INFORMATION PROVIDED.
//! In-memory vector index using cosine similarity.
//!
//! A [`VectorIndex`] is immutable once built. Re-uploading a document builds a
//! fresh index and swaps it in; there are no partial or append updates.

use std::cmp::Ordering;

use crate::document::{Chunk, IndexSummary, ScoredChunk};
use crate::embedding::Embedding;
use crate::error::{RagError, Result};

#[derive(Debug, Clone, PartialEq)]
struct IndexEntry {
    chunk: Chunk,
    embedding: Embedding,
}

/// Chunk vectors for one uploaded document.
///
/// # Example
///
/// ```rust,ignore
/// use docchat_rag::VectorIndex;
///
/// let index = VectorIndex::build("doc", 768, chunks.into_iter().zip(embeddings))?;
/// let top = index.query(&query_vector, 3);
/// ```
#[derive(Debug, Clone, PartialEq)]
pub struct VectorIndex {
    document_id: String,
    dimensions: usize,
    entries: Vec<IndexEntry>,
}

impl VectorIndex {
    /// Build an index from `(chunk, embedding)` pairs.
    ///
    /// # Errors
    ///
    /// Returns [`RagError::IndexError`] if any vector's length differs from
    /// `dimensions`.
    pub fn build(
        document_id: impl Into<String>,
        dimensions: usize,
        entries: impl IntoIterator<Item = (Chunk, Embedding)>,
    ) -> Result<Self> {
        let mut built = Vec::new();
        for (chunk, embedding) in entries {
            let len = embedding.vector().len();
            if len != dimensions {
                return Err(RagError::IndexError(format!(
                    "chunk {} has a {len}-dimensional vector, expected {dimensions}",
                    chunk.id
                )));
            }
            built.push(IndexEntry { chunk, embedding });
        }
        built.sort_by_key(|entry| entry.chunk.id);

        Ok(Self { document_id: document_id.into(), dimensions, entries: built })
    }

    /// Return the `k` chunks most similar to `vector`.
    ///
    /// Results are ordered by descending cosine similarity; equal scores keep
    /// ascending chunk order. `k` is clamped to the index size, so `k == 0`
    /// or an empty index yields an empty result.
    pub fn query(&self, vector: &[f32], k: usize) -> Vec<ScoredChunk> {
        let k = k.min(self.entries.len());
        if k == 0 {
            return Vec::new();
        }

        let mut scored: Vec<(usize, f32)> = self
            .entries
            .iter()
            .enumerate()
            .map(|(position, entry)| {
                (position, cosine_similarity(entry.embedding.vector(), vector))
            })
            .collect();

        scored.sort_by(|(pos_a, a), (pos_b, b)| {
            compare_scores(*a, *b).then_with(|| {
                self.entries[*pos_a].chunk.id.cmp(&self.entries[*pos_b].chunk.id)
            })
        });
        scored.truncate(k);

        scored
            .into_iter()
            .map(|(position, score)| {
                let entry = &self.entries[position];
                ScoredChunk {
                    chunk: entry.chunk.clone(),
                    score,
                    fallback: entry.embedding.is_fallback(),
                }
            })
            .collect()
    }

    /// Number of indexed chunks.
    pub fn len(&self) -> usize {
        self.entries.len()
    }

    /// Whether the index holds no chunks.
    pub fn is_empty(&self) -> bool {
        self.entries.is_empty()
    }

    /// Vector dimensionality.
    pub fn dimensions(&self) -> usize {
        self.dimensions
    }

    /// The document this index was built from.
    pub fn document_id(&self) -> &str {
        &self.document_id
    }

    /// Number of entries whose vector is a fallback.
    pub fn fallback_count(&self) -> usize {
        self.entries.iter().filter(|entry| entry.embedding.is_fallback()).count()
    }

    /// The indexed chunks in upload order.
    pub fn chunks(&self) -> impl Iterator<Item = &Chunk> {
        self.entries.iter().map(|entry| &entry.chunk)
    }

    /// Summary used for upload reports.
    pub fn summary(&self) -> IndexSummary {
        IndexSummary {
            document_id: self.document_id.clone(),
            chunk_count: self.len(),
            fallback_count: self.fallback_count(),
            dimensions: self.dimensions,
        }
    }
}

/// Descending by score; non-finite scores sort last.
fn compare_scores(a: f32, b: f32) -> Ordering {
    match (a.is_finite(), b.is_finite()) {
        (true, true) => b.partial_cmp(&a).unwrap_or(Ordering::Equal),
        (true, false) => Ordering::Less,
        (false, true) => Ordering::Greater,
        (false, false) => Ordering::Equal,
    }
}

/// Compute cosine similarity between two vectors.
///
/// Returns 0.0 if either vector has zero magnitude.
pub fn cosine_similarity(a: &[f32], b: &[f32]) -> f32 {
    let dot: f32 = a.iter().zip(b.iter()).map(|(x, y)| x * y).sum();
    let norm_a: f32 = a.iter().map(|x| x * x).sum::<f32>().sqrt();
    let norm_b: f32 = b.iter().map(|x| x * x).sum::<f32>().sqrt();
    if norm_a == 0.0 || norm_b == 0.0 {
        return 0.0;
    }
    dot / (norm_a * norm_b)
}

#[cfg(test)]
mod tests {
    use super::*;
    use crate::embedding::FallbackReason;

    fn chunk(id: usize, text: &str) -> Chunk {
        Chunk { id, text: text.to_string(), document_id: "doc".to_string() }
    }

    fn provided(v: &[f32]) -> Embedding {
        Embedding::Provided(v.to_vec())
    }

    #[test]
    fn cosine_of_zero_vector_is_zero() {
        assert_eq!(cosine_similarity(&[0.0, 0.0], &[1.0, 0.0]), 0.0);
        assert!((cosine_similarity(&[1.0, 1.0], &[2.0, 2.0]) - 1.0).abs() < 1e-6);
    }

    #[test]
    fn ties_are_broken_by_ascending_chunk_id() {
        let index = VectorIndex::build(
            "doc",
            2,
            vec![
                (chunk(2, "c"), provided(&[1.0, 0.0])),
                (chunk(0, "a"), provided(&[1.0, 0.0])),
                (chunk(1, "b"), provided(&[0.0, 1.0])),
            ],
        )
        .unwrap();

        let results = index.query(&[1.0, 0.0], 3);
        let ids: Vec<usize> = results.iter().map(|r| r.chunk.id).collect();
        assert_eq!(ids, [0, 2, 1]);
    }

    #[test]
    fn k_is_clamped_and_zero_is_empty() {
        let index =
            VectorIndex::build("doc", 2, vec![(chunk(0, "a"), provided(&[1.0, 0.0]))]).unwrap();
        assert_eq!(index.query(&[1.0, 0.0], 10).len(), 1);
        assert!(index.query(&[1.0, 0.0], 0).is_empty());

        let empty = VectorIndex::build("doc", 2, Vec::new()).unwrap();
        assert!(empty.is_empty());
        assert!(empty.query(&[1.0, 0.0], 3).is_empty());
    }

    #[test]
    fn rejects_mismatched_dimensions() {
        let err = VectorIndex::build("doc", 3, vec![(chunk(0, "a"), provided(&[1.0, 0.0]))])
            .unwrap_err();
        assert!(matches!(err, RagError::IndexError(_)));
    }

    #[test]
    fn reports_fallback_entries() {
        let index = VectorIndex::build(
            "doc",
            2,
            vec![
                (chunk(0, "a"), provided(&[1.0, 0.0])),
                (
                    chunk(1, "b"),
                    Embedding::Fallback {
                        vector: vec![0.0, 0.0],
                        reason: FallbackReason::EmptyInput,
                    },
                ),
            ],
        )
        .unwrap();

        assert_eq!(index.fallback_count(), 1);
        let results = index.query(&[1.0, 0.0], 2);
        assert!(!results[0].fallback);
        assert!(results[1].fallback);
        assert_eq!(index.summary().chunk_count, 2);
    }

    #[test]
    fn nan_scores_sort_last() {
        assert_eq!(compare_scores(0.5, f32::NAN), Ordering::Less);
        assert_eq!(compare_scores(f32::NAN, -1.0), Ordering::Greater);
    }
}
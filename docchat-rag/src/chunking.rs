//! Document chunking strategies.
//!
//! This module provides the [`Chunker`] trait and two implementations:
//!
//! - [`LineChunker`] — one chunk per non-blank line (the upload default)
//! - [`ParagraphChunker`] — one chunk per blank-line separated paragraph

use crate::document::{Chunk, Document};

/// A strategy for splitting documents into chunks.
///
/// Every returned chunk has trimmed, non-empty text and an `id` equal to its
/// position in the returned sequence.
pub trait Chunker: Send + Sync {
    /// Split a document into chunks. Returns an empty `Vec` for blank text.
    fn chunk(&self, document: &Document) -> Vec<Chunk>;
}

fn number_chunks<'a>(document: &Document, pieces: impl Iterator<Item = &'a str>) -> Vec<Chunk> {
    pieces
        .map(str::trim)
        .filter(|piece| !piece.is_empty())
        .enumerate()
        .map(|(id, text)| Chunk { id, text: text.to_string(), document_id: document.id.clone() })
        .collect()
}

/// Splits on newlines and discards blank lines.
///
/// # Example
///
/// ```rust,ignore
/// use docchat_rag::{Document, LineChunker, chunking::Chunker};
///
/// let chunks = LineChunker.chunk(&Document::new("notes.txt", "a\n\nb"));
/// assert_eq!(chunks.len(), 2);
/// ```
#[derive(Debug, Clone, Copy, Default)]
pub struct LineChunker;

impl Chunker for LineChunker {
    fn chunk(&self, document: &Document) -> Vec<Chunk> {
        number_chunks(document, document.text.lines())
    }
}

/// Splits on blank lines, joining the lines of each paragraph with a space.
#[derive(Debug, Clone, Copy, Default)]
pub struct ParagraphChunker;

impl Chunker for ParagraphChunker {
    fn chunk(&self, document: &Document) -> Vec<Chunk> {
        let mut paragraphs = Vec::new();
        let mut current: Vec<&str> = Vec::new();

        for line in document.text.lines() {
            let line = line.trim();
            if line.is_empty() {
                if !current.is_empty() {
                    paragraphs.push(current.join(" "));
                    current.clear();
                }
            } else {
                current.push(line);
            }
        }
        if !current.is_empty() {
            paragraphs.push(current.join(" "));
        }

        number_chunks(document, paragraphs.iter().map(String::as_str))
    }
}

--

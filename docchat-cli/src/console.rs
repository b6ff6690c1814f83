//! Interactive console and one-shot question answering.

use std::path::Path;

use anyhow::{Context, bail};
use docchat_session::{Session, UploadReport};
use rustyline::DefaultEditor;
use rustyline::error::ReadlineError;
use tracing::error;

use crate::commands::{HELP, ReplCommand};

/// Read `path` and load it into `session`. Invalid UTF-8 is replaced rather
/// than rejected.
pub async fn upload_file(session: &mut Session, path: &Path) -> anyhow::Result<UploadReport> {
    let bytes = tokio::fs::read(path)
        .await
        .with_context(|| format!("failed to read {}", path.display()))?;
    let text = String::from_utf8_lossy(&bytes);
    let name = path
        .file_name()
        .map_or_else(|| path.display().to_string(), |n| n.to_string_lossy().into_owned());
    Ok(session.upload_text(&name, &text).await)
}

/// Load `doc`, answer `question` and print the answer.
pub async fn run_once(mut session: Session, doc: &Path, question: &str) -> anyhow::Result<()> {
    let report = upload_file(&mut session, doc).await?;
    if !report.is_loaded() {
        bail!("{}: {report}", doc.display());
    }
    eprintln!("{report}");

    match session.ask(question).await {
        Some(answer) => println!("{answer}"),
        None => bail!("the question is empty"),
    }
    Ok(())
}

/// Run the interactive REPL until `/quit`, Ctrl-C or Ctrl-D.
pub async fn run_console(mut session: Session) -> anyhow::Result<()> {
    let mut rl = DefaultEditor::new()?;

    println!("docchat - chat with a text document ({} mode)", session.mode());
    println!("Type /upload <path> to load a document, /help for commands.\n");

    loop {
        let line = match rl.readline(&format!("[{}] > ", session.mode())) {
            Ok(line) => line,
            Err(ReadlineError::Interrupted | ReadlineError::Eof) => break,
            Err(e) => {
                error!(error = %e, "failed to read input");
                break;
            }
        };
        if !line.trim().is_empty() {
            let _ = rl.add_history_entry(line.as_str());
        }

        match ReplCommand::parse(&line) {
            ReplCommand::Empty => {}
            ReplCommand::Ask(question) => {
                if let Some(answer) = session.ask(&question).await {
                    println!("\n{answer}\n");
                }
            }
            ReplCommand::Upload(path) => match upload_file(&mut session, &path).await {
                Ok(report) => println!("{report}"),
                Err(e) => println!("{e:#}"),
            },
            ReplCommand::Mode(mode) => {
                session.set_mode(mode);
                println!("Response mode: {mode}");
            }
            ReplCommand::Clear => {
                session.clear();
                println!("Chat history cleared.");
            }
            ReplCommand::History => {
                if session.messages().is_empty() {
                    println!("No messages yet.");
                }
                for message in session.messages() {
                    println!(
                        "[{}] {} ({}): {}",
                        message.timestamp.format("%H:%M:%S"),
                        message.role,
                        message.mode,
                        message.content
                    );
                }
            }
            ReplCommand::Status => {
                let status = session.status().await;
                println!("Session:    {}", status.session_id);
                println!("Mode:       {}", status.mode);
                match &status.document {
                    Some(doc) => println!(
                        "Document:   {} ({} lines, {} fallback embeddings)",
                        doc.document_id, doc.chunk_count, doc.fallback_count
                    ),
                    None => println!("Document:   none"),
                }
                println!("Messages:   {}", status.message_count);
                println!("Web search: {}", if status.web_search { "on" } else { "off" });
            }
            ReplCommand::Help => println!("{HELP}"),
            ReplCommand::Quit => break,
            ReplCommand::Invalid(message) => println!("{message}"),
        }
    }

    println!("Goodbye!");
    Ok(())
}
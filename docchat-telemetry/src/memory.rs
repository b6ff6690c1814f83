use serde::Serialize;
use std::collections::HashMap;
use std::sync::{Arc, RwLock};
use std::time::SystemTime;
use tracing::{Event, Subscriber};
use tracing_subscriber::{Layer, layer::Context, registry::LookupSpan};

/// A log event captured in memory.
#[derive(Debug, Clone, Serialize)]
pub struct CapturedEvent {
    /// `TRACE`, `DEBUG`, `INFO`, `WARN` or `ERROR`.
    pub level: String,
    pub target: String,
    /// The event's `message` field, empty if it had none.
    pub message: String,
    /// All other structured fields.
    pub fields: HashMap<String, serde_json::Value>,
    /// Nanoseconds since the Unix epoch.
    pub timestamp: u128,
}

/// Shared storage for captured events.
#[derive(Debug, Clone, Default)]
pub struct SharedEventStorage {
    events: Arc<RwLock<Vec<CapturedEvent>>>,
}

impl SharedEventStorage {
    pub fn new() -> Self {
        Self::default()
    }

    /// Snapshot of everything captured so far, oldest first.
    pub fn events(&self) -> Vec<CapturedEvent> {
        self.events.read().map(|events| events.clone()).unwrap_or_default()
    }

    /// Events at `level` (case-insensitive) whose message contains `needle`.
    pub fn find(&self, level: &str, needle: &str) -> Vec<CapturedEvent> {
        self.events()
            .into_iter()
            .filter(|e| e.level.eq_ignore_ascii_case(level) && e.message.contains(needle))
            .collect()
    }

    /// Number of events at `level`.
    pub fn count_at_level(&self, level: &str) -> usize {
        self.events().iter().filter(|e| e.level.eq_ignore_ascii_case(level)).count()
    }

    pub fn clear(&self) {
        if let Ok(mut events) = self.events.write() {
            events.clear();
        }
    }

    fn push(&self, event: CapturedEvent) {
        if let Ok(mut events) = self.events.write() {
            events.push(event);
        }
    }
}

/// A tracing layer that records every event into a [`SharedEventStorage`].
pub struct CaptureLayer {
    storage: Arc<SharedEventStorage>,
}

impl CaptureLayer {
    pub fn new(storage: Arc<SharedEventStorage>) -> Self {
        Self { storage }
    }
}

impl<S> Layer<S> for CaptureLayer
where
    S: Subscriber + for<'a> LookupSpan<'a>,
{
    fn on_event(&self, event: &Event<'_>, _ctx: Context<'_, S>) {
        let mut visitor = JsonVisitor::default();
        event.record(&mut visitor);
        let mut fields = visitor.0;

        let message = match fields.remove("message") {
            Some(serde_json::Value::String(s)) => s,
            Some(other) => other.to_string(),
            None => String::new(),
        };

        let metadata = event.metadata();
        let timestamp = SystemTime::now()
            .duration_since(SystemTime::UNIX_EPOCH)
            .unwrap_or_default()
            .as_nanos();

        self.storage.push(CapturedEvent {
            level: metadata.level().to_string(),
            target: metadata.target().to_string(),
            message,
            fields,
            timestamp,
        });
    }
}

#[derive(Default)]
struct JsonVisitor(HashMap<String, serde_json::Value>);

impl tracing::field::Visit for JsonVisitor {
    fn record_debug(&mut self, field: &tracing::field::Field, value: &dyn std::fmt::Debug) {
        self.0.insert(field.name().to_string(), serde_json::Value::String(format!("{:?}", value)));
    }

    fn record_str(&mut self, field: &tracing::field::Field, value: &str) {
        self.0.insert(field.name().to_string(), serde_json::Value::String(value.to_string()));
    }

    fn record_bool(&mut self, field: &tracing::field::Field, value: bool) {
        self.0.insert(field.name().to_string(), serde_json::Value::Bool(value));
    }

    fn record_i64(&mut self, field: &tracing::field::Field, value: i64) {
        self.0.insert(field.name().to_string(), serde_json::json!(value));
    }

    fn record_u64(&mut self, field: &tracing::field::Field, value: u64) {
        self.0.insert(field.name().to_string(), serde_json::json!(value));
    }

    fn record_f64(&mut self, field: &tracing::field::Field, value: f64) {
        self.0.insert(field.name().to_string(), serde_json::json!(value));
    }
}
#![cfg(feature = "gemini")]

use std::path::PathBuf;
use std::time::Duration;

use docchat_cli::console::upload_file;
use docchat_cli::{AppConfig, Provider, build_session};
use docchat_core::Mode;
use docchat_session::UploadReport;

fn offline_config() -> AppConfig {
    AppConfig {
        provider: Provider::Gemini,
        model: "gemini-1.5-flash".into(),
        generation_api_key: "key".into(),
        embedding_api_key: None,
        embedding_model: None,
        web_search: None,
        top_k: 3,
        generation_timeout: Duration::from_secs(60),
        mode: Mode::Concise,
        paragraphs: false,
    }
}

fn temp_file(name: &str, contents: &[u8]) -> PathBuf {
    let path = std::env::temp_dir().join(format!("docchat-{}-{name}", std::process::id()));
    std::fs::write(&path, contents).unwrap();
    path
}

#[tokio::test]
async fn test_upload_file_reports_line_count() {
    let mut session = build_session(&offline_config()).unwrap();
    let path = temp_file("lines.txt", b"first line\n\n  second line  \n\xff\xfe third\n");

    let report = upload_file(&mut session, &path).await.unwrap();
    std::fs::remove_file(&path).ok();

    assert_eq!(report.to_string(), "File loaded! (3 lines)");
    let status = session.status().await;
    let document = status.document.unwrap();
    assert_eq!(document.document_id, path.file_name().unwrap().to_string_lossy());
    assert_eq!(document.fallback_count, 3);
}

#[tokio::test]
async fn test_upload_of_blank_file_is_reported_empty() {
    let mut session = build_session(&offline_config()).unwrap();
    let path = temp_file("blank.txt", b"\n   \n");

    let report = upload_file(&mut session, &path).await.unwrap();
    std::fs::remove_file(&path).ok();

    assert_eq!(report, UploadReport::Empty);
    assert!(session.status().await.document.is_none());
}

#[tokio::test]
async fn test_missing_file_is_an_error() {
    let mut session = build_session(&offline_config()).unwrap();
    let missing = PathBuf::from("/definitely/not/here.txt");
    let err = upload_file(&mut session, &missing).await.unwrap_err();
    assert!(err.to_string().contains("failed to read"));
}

...

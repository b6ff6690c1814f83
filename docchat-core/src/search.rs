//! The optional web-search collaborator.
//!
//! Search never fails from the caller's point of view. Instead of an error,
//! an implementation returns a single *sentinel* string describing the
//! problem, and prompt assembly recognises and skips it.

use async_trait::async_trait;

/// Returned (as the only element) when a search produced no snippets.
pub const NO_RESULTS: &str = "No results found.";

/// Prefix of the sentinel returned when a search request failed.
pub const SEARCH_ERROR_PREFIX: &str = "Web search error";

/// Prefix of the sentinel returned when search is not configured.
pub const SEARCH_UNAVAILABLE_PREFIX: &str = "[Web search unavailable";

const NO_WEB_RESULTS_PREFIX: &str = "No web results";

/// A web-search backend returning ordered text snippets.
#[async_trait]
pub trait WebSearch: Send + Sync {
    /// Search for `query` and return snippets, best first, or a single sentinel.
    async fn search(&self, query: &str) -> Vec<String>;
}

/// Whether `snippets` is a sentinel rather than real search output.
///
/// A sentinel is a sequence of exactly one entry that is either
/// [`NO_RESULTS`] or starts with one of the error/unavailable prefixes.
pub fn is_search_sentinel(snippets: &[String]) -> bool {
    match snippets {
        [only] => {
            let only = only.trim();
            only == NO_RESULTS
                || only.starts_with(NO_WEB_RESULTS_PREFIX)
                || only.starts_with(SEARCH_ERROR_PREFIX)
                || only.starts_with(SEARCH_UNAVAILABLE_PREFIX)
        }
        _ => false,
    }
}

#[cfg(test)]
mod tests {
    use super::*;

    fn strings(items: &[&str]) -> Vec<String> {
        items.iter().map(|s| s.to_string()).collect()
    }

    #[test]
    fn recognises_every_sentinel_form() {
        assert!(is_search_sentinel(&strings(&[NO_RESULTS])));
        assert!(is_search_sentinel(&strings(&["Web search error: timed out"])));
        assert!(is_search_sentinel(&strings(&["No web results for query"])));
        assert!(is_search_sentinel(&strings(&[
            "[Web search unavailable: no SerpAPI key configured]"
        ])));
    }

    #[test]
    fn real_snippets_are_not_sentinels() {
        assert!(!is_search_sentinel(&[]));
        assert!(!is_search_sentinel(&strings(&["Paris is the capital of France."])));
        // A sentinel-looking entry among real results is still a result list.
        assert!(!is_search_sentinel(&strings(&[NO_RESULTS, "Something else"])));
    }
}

TASK. In the listing above, find the line containing "that is either" and the line containing "search unavailable: no", then repeat those two lines and everything between them exactly.

EXERCISE SOLUTION.
/// A sentinel is a sequence of exactly one entry that is either
/// [`NO_RESULTS`] or starts with one of the error/unavailable prefixes.
pub fn is_search_sentinel(snippets: &[String]) -> bool {
    match snippets {
        [only] => {
            let only = only.trim();
            only == NO_RESULTS
                || only.starts_with(NO_WEB_RESULTS_PREFIX)
                || only.starts_with(SEARCH_ERROR_PREFIX)
                || only.starts_with(SEARCH_UNAVAILABLE_PREFIX)
        }
        _ => false,
    }
}

#[cfg(test)]
mod tests {
    use super::*;

    fn strings(items: &[&str]) -> Vec<String> {
        items.iter().map(|s| s.to_string()).collect()
    }

    #[test]
    fn recognises_every_sentinel_form() {
        assert!(is_search_sentinel(&strings(&[NO_RESULTS])));
        assert!(is_search_sentinel(&strings(&["Web search error: timed out"])));
        assert!(is_search_sentinel(&strings(&["No web results for query"])));
        assert!(is_search_sentinel(&strings(&[
            "[Web search unavailable: no SerpAPI key configured]"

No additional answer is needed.